◆ Task instructions: Could you count the lines in the data that contain "HashMap"? Reply with the number only.

Collected data:
★ ★ ★ ★ ★ ★ ★
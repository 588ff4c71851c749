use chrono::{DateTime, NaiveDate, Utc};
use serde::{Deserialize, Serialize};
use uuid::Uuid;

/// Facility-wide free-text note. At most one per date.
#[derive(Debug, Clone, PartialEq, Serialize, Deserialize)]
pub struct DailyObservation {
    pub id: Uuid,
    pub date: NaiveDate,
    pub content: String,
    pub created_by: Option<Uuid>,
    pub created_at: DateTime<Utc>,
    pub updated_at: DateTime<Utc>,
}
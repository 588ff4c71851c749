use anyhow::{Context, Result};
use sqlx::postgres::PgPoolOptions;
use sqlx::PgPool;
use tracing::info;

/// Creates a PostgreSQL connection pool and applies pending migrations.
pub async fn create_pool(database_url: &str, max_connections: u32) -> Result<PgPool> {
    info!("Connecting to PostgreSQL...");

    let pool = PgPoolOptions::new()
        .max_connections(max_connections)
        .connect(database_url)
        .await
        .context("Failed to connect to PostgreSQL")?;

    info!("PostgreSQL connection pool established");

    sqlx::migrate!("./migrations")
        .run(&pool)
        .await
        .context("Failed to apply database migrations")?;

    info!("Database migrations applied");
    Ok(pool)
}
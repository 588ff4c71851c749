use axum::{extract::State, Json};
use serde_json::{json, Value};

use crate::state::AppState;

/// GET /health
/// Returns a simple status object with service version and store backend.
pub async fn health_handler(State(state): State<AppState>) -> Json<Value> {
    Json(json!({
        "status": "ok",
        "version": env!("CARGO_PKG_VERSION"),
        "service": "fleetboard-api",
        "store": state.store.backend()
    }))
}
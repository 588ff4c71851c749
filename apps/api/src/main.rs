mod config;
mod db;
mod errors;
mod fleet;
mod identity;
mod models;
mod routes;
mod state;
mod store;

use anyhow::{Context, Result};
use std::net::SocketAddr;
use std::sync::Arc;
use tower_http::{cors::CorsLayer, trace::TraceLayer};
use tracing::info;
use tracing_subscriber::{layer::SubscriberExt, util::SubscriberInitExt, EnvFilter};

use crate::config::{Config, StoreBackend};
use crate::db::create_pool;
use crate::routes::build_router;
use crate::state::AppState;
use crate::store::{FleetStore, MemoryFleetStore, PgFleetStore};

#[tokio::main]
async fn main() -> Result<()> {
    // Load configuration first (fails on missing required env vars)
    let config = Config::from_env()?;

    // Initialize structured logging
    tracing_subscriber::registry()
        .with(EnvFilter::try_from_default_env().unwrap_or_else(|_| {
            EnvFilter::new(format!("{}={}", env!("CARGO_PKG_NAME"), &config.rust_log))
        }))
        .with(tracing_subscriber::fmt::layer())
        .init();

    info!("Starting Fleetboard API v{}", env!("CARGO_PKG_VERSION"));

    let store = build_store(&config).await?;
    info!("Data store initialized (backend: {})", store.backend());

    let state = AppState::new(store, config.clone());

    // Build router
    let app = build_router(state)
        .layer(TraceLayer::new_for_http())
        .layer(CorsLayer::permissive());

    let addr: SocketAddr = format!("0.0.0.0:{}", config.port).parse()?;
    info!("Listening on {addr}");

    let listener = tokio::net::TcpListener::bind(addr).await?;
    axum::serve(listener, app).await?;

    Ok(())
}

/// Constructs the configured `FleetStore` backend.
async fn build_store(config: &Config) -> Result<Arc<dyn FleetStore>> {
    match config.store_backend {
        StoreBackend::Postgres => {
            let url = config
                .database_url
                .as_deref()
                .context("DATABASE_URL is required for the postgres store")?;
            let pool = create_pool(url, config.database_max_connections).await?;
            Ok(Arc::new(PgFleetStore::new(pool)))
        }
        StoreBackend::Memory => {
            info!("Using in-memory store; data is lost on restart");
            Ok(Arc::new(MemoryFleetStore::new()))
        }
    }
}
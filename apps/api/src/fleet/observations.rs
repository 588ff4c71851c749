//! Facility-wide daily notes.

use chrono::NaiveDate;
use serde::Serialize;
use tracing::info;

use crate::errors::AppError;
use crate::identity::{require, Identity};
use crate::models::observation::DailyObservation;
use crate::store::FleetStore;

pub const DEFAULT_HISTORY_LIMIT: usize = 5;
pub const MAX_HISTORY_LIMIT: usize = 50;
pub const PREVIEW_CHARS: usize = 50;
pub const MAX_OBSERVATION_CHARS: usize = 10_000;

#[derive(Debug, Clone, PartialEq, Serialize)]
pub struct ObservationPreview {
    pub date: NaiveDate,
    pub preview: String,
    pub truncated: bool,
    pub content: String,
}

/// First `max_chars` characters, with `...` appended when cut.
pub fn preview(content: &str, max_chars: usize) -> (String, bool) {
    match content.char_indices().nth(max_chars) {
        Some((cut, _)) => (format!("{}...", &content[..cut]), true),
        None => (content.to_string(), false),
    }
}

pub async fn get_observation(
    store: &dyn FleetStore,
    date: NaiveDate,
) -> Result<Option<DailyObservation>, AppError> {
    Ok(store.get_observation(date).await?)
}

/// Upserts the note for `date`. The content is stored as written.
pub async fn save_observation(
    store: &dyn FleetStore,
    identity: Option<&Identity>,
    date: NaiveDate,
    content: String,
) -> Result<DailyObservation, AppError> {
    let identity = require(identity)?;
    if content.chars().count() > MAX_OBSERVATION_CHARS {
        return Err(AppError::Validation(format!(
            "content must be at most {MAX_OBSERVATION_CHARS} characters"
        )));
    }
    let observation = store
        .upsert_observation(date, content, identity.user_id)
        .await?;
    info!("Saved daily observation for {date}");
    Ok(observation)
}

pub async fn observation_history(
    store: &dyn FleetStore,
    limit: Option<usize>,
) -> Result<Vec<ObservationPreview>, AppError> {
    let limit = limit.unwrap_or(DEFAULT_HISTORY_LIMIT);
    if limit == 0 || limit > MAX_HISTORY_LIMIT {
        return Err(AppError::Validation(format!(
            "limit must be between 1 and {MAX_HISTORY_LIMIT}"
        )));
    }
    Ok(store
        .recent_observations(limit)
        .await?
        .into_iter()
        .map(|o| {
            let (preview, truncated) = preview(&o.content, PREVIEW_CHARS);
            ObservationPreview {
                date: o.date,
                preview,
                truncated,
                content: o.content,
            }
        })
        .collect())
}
★ ★ ★ ★ ★ ★ ★
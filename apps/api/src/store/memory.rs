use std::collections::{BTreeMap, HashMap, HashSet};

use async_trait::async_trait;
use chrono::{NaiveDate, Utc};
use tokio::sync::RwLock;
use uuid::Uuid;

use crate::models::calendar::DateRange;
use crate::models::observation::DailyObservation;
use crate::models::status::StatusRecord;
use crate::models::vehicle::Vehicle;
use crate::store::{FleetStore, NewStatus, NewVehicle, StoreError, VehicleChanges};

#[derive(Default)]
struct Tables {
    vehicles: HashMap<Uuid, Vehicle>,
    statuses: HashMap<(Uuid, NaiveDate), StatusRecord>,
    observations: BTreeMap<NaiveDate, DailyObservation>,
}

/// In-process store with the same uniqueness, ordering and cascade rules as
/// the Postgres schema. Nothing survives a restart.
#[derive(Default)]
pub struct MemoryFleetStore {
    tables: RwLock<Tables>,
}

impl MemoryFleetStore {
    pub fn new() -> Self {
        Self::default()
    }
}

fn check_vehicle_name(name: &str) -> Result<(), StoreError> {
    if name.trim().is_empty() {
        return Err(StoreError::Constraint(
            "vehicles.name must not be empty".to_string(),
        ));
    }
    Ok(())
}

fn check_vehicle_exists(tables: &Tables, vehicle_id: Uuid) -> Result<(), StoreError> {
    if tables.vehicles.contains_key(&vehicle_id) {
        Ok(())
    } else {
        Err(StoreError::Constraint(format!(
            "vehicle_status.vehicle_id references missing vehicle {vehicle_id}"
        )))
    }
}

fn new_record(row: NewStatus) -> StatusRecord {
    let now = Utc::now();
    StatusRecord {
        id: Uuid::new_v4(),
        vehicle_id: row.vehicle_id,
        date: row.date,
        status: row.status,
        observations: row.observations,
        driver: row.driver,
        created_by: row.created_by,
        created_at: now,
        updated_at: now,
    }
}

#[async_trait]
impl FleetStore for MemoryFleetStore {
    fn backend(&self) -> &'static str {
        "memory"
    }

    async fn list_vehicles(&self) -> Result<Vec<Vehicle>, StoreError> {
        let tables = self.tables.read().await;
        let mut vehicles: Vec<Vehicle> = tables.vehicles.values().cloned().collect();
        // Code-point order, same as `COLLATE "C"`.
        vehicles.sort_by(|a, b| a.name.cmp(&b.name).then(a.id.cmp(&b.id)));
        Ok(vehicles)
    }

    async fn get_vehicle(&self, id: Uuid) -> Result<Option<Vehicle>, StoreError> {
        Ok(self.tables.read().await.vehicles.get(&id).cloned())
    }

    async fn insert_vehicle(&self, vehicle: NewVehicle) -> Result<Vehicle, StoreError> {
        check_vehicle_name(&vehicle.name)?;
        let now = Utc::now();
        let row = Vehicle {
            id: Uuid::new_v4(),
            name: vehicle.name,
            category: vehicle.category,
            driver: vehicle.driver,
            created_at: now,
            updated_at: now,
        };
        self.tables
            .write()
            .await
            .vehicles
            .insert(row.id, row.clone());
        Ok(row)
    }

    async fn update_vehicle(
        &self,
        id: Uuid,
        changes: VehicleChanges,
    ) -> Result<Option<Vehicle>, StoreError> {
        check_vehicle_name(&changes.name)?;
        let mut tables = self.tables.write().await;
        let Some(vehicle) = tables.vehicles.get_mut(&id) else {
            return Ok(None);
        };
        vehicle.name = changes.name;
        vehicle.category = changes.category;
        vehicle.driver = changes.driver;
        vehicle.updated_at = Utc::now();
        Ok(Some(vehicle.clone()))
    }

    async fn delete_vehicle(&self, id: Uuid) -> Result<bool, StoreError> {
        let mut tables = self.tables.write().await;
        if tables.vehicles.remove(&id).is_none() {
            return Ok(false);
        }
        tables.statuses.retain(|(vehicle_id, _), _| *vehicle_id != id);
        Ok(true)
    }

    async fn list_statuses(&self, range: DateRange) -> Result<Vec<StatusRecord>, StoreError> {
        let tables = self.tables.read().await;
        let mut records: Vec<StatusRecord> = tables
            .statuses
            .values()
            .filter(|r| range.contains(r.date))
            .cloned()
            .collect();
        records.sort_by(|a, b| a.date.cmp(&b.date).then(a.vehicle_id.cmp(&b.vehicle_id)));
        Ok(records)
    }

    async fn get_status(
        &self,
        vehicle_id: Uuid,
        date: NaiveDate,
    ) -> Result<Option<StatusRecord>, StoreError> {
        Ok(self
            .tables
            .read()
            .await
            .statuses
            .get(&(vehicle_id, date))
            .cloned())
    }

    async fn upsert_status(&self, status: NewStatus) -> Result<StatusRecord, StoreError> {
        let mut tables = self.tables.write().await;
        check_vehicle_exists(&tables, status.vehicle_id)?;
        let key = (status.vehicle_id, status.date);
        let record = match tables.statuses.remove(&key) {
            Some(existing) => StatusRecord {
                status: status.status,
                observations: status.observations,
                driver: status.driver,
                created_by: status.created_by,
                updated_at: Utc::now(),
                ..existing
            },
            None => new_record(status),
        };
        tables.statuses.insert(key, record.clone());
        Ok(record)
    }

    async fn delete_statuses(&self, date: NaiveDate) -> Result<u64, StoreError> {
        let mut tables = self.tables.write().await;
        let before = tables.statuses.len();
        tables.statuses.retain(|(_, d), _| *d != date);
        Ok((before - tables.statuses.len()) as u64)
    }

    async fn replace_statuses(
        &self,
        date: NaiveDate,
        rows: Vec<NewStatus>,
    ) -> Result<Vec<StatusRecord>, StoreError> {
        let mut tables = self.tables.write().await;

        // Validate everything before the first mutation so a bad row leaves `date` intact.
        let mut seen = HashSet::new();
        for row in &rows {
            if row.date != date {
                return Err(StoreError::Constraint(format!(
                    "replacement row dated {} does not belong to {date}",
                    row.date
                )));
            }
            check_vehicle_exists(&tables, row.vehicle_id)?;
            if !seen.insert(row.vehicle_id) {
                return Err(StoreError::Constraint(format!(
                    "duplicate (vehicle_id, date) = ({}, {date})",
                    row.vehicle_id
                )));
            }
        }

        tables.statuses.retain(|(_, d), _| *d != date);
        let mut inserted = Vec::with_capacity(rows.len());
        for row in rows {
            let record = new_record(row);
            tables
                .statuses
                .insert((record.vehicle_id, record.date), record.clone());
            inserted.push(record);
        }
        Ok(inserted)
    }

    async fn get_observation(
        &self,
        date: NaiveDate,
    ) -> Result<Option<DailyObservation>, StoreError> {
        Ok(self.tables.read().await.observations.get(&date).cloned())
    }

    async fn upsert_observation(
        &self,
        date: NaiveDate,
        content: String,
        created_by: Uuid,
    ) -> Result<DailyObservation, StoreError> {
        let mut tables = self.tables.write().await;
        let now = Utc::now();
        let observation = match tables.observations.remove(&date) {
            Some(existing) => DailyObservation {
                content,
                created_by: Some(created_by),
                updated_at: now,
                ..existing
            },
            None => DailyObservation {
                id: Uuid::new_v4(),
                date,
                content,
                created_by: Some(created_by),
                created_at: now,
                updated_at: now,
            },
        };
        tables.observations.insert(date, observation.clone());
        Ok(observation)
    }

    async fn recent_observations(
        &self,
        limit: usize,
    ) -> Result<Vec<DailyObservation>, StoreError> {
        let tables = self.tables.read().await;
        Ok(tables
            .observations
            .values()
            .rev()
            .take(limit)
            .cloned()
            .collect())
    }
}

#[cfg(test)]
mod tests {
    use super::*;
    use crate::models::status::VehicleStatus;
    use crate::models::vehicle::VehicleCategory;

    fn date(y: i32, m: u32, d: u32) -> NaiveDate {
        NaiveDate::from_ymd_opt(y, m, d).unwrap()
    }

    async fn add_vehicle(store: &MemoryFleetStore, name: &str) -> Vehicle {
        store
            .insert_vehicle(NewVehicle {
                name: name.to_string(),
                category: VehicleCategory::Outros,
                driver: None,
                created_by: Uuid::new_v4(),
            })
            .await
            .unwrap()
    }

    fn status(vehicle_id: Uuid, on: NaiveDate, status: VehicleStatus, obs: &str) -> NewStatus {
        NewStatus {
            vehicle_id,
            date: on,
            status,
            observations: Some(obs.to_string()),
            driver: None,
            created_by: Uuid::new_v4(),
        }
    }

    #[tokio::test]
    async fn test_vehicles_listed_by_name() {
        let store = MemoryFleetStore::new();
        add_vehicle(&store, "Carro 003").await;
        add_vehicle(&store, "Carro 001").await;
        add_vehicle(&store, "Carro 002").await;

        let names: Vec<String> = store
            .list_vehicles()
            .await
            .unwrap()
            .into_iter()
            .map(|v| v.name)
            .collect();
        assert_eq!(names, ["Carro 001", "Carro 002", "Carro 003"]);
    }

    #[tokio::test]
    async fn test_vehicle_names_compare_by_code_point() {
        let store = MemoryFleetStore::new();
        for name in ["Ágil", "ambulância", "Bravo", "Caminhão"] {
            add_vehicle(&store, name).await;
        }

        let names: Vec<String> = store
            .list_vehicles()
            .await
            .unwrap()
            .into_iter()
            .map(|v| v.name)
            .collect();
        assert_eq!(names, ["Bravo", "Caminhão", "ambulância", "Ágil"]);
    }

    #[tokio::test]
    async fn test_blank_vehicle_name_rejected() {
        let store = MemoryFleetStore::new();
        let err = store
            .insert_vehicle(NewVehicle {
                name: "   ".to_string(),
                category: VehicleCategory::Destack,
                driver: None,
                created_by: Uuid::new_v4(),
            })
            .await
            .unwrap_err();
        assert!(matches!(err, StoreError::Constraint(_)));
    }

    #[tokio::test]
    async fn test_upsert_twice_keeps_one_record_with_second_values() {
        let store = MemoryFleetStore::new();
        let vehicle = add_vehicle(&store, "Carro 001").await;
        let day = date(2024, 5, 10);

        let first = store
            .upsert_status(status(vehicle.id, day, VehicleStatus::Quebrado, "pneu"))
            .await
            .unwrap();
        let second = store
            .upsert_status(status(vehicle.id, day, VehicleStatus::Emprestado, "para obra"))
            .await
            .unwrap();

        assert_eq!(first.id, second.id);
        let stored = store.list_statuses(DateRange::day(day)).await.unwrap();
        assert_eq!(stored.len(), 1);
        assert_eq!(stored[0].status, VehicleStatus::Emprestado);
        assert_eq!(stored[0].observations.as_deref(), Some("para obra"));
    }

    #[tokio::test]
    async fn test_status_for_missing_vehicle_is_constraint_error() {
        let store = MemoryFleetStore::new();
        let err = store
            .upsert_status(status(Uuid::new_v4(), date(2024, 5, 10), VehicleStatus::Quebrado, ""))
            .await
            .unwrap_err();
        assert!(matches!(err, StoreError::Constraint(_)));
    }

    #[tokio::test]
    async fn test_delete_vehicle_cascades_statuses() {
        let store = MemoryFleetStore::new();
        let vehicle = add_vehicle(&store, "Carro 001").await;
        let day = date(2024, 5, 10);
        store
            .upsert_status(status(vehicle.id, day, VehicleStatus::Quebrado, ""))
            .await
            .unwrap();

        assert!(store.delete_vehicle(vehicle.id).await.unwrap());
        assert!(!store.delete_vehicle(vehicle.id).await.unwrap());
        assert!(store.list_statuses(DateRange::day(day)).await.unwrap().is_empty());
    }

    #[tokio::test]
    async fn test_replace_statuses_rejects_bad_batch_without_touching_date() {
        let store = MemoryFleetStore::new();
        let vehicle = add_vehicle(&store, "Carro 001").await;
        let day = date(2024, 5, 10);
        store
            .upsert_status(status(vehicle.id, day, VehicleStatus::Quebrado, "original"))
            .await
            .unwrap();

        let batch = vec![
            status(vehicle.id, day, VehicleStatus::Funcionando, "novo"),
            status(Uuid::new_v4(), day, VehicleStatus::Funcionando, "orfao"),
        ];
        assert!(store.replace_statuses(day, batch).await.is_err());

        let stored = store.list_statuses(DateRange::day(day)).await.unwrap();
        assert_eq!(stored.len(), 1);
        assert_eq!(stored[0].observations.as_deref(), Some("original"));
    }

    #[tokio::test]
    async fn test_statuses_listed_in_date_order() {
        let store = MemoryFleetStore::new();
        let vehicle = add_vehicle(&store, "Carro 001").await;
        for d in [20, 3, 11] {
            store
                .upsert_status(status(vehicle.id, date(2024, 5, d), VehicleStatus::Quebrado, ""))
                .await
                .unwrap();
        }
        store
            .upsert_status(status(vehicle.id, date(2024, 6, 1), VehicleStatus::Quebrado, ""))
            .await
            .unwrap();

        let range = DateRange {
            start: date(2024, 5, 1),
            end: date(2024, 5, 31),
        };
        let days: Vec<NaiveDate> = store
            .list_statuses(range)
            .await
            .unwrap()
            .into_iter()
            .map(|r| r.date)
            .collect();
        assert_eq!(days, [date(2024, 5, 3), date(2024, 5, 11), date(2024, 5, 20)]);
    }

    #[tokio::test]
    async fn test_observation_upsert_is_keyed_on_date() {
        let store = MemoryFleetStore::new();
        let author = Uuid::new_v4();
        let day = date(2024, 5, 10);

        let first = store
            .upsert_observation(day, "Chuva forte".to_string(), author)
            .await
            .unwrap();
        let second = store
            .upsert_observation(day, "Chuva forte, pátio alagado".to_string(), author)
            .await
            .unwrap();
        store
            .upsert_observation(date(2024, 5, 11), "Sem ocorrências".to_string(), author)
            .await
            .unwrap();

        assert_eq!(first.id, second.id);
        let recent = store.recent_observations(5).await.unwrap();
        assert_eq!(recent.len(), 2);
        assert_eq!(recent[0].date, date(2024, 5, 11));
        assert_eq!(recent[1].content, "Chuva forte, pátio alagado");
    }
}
★ ★ ★ ★ ★ ★ ★
◆ Answer to this task: 3